++++ ENTRIES SUPPLIED ++++
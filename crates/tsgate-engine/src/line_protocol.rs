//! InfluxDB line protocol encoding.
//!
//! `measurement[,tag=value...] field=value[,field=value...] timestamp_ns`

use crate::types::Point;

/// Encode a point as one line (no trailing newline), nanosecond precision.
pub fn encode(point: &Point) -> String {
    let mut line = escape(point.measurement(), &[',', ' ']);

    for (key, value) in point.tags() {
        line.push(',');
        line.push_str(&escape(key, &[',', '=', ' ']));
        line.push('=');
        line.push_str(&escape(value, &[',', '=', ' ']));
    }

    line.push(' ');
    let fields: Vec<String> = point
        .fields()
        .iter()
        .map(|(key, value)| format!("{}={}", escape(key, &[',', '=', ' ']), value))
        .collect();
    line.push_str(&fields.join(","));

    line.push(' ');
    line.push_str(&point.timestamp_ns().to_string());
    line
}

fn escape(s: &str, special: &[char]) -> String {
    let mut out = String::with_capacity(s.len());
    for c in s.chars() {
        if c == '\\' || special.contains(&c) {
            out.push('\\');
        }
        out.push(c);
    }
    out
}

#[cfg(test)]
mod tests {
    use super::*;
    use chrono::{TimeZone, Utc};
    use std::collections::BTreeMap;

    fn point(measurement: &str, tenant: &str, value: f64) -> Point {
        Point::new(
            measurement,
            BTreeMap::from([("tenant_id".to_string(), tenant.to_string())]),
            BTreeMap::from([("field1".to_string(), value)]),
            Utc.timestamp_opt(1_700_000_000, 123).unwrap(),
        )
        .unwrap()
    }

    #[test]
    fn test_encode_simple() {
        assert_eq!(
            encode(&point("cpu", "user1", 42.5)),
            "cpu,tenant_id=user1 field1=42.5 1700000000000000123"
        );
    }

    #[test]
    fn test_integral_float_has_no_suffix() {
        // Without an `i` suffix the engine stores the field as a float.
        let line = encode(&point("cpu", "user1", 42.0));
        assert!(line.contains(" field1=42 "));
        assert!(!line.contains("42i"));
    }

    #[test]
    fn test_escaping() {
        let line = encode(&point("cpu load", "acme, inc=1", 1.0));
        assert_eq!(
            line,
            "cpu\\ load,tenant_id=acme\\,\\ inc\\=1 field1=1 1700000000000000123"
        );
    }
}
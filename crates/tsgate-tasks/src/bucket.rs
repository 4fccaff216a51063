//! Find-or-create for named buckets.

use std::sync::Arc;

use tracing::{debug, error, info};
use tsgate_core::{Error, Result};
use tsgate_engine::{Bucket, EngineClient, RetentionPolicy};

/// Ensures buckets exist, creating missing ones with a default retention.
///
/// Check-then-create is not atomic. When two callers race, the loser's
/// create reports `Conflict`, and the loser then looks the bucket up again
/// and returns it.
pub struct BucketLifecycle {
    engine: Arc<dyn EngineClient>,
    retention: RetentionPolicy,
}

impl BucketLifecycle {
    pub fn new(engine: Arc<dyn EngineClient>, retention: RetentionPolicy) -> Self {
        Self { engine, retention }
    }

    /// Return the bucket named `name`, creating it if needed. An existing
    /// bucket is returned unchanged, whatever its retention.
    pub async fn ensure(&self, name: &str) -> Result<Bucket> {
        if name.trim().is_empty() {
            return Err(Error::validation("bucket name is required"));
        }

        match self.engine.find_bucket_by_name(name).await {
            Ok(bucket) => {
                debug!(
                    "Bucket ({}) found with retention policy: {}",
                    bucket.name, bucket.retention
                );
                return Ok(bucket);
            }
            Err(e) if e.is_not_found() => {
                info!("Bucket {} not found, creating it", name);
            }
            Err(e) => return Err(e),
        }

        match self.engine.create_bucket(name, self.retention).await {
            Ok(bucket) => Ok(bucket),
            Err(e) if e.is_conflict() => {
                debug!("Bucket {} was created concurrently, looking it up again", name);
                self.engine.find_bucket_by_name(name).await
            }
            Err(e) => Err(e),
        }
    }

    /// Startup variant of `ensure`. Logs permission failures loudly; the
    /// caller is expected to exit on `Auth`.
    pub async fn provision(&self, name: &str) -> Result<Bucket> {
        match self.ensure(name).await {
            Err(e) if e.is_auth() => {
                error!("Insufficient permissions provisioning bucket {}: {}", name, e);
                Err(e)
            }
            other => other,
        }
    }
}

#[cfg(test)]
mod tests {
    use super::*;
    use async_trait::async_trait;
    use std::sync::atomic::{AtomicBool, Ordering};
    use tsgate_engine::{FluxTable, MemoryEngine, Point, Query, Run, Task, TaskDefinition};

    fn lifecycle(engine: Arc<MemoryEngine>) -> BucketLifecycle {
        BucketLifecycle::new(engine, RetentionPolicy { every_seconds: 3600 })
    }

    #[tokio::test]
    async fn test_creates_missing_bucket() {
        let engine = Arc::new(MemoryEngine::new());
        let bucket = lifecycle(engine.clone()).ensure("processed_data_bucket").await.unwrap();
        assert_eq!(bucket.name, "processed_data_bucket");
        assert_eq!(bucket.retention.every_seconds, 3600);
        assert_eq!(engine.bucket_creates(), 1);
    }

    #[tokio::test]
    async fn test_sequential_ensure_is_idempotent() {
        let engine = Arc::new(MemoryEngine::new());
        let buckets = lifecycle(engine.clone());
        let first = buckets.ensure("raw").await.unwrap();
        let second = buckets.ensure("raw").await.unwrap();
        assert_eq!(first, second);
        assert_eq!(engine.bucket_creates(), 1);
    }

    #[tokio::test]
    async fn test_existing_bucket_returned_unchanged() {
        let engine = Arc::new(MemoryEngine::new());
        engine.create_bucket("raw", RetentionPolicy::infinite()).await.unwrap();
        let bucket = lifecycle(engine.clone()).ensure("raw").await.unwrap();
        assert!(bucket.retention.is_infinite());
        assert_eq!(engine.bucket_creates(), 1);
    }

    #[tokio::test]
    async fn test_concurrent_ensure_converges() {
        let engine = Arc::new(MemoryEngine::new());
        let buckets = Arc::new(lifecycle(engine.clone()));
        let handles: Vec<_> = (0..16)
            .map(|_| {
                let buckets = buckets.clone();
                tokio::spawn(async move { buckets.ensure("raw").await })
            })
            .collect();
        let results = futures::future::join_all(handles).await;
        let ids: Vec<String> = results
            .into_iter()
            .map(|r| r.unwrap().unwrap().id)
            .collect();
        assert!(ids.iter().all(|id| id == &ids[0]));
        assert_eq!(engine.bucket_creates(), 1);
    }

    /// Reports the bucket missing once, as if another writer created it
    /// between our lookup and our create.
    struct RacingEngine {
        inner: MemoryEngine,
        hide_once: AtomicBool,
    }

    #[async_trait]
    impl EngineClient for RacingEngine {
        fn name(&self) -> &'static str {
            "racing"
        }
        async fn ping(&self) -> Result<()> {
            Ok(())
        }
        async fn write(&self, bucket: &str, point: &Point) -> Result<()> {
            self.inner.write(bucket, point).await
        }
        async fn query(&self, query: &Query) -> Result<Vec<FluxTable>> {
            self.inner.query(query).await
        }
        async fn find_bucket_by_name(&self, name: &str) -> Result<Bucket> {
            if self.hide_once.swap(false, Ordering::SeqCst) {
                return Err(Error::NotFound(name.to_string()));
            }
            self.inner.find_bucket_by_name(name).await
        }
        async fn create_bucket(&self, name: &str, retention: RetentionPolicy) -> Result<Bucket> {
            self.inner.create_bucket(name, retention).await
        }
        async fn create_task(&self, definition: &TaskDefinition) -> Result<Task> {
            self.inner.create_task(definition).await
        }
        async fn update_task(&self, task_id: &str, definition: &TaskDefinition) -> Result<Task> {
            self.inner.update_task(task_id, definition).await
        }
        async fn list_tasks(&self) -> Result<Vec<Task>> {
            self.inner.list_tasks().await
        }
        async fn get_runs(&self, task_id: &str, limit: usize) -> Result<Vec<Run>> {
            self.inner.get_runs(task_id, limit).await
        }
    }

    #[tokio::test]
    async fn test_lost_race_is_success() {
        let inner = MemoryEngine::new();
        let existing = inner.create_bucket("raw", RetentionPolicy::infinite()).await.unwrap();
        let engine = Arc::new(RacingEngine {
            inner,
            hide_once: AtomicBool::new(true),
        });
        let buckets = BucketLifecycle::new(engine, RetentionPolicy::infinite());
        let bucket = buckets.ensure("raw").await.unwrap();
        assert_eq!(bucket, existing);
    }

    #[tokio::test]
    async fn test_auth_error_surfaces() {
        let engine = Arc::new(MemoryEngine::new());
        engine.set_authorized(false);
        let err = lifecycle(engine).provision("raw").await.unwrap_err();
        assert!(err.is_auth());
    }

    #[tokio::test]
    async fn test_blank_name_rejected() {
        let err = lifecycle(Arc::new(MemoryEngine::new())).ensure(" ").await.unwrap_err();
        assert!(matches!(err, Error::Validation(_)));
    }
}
++++
**ASSIGNMENT:** Look through the listing above. Pick out each line with "struct" and copy it.

**WORKED SOLUTION:**
pub struct BucketLifecycle {
    struct RacingEngine {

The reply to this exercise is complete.